» What the exercise asks
Restate the last part of the records below word for word, beginning at the line with "use regex::Regex;" and ending at the final line.

Data provided Start Marker

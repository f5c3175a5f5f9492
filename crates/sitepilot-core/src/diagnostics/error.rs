use sitepilot_state::StorageError;
use thiserror::Error;

/// Errors raised by the diagnostics runner.
///
/// Stage failures are data, not errors; these cover persistence and
/// caller misuse only.
#[derive(Debug, Error)]
pub enum DiagnosticsError {
    #[error("unknown diagnostic stage '{stage}'")]
    UnknownStage { stage: String },

    #[error("storage error: {0}")]
    Storage(#[from] StorageError),

    #[error("serialization error: {0}")]
    Serialization(#[from] serde_json::Error),
}
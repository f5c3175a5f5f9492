//! Connection configuration for the SurrealDB backend.

/// Environment variable holding a SurrealDB connection URL.
pub const DB_URL_ENV: &str = "SITEPILOT_DB_URL";

/// Default local database directory when nothing else is configured.
pub const DEFAULT_DB_DIR: &str = ".sitepilot/db";

/// Credentials for an authenticated remote SurrealDB instance.
///
/// Only built from `SITEPILOT_REMOTE_*` variables; see [`RemoteAuth::from_env`].
#[derive(Clone)]
pub struct RemoteAuth {
    pub endpoint: String,
    pub username: String,
    pub password: String,
    pub namespace: String,
    pub database: String,
    /// Sign in at root level instead of against `namespace`/`database`.
    pub root: bool,
}

impl std::fmt::Debug for RemoteAuth {
    fn fmt(&self, f: &mut std::fmt::Formatter<'_>) -> std::fmt::Result {
        f.debug_struct("RemoteAuth")
            .field("endpoint", &self.endpoint)
            .field("username", &self.username)
            .field("namespace", &self.namespace)
            .field("database", &self.database)
            .field("root", &self.root)
            .finish_non_exhaustive()
    }
}

impl RemoteAuth {
    /// Endpoint, user and password must all be present and non-blank.
    pub fn from_env() -> Option<Self> {
        Self::from_lookup(|key| std::env::var(key).ok())
    }

    fn from_lookup(get: impl Fn(&str) -> Option<String>) -> Option<Self> {
        let var = |suffix: &str| {
            get(&format!("SITEPILOT_REMOTE_{suffix}")).filter(|v| !v.trim().is_empty())
        };
        Some(Self {
            endpoint: var("ENDPOINT")?,
            username: var("USER")?,
            password: var("PASSWORD")?,
            namespace: var("NS").unwrap_or_else(|| "sitepilot".into()),
            database: var("DB").unwrap_or_else(|| "main".into()),
            root: var("ROOT").is_some_and(|v| v.eq_ignore_ascii_case("true")),
        })
    }
}

/// Pick the connection URL for an unauthenticated connection.
///
/// An explicit URL wins; otherwise `SITEPILOT_DB_URL`; otherwise a local
/// SurrealKV directory under [`DEFAULT_DB_DIR`].
pub fn resolve_db_url(explicit: Option<&str>) -> String {
    if let Some(url) = explicit.filter(|u| !u.trim().is_empty()) {
        return url.to_string();
    }
    if let Ok(url) = std::env::var(DB_URL_ENV) {
        if !url.trim().is_empty() {
            return url;
        }
    }
    format!("surrealkv://{DEFAULT_DB_DIR}")
}
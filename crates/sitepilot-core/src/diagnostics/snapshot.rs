//! Non-secret summary of a service's configuration.

use std::sync::LazyLock;

use regex::Regex;
use serde::{Deserialize, Serialize};

use crate::domain::AuthMode;

/// Maximum number of required output fields kept in a snapshot.
pub const MAX_SNAPSHOT_REQUIRED_FIELDS: usize = 5;

// scheme? userinfo (through the last @ before any path)? then host
static HOST_RE: LazyLock<Regex> = LazyLock::new(|| {
    Regex::new(r"^(?:[A-Za-z][A-Za-z0-9+.\-]*://)?(?:[^/?#]*@)?(\[[^\]]*\]|[^:/?#@\s]+)")
        .expect("host pattern is valid")
});

/// What the run knew about the integration's config, minus any values.
#[derive(Debug, Clone, PartialEq, Eq, Serialize, Deserialize)]
pub struct ConfigSnapshot {
    /// Names of config keys that were set.
    pub present_keys: Vec<String>,
    /// Host component of the base URL, never the full URL.
    pub base_url_host: Option<String>,
    pub auth_mode: AuthMode,
    /// First few required output field names.
    pub required_fields: Vec<String>,
}

impl ConfigSnapshot {
    pub fn new<S: AsRef<str>>(
        present_keys: &[S],
        base_url: Option<&str>,
        auth_mode: AuthMode,
        required_fields: &[String],
    ) -> Self {
        let mut keys: Vec<String> = Vec::with_capacity(present_keys.len());
        for key in present_keys {
            let key = key.as_ref().trim();
            if !key.is_empty() && !keys.iter().any(|k| k == key) {
                keys.push(key.to_string());
            }
        }

        Self {
            present_keys: keys,
            base_url_host: base_url.and_then(extract_host),
            auth_mode,
            required_fields: required_fields
                .iter()
                .take(MAX_SNAPSHOT_REQUIRED_FIELDS)
                .cloned()
                .collect(),
        }
    }
}

/// Extract the lowercase host from a URL-ish string, dropping scheme,
/// credentials, port, path and query.
pub fn extract_host(url: &str) -> Option<String> {
    let trimmed = url.trim();
    if trimmed.is_empty() {
        return None;
    }
    HOST_RE
        .captures(trimmed)
        .and_then(|c| c.get(1))
        .map(|m| m.as_str().to_ascii_lowercase())
        .filter(|h| !h.is_empty())
}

Data provided End Marker

» Exercise solution
use regex::Regex;
use serde::{Deserialize, Serialize};

use crate::domain::AuthMode;

/// Maximum number of required output fields kept in a snapshot.
pub const MAX_SNAPSHOT_REQUIRED_FIELDS: usize = 5;

// scheme? userinfo (through the last @ before any path)? then host
static HOST_RE: LazyLock<Regex> = LazyLock::new(|| {
    Regex::new(r"^(?:[A-Za-z][A-Za-z0-9+.\-]*://)?(?:[^/?#]*@)?(\[[^\]]*\]|[^:/?#@\s]+)")
        .expect("host pattern is valid")
});

/// What the run knew about the integration's config, minus any values.
#[derive(Debug, Clone, PartialEq, Eq, Serialize, Deserialize)]
pub struct ConfigSnapshot {
    /// Names of config keys that were set.
    pub present_keys: Vec<String>,
    /// Host component of the base URL, never the full URL.
    pub base_url_host: Option<String>,
    pub auth_mode: AuthMode,
    /// First few required output field names.
    pub required_fields: Vec<String>,
}

impl ConfigSnapshot {
    pub fn new<S: AsRef<str>>(
        present_keys: &[S],
        base_url: Option<&str>,
        auth_mode: AuthMode,
        required_fields: &[String],
    ) -> Self {
        let mut keys: Vec<String> = Vec::with_capacity(present_keys.len());
        for key in present_keys {
            let key = key.as_ref().trim();
            if !key.is_empty() && !keys.iter().any(|k| k == key) {
                keys.push(key.to_string());
            }
        }

        Self {
            present_keys: keys,
            base_url_host: base_url.and_then(extract_host),
            auth_mode,
            required_fields: required_fields
                .iter()
                .take(MAX_SNAPSHOT_REQUIRED_FIELDS)
                .cloned()
                .collect(),
        }
    }
}

/// Extract the lowercase host from a URL-ish string, dropping scheme,
/// credentials, port, path and query.
pub fn extract_host(url: &str) -> Option<String> {
    let trimmed = url.trim();
    if trimmed.is_empty() {
        return None;
    }
    HOST_RE
        .captures(trimmed)
        .and_then(|c| c.get(1))
        .map(|m| m.as_str().to_ascii_lowercase())
        .filter(|h| !h.is_empty())
}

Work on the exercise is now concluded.